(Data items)
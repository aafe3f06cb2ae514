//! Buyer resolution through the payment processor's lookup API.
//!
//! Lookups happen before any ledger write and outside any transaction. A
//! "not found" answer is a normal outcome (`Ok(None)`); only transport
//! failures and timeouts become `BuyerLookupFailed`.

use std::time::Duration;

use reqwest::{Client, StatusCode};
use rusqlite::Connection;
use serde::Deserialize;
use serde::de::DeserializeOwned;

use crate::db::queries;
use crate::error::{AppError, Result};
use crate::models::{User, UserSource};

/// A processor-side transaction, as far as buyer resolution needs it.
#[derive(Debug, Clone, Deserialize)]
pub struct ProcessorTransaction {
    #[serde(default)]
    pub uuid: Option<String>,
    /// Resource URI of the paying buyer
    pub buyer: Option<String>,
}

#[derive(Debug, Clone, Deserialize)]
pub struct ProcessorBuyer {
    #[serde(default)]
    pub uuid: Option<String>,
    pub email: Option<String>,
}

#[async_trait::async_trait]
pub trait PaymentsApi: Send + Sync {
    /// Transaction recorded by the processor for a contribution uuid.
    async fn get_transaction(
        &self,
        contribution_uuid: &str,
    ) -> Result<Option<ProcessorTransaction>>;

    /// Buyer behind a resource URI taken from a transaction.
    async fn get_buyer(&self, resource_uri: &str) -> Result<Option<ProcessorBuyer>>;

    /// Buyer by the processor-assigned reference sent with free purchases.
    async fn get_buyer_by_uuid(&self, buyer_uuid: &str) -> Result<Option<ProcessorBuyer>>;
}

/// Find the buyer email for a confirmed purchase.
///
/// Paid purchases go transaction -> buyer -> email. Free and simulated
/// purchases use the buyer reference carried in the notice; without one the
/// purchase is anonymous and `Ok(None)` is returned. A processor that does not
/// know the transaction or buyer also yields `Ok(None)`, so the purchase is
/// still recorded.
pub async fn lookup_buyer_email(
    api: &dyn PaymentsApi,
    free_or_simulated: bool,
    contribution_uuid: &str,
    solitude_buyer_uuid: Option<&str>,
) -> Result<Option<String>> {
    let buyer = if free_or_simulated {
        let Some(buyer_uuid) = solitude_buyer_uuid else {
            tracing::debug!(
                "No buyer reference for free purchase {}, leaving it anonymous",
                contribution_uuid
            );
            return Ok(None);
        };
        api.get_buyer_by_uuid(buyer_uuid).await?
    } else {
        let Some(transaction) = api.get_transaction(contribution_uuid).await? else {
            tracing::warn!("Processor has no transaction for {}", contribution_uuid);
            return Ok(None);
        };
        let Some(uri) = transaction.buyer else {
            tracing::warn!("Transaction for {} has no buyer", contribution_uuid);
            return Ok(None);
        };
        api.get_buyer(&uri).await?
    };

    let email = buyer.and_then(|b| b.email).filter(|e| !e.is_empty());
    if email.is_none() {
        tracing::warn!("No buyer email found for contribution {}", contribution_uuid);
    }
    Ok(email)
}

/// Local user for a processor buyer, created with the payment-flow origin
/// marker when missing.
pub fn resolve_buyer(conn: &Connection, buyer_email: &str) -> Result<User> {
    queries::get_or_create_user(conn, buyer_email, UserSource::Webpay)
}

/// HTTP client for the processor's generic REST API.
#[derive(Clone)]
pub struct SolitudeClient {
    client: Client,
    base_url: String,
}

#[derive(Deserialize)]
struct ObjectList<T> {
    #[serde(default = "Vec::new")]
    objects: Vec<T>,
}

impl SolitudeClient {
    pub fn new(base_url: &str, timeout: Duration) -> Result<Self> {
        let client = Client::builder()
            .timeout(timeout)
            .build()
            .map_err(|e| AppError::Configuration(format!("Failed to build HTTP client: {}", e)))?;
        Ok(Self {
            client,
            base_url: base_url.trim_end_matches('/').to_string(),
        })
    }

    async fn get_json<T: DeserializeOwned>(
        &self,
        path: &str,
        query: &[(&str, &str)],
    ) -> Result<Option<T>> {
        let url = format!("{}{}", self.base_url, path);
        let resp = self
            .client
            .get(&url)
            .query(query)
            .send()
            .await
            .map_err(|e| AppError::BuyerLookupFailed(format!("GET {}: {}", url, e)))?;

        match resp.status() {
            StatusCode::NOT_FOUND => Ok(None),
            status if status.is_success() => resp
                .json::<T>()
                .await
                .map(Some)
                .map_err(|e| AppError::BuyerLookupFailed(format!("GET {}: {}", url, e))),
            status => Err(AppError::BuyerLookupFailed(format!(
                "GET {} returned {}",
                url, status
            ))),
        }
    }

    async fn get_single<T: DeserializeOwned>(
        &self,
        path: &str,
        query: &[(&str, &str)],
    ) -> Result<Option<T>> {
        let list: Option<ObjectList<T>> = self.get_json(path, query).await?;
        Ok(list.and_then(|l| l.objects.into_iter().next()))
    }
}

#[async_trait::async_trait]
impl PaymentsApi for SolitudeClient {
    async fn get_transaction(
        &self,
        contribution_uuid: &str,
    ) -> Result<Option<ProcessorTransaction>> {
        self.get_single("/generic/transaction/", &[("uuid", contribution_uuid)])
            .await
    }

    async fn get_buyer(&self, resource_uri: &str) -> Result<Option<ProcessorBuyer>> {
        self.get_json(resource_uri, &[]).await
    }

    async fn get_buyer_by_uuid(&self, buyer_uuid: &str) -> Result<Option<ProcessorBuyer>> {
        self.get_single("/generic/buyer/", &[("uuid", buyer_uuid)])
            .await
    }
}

WORK INSTRUCTION.
Please give the number of lines in the data above where the word "HTTP" appears, and nothing besides.

ANSWER SECTION.
2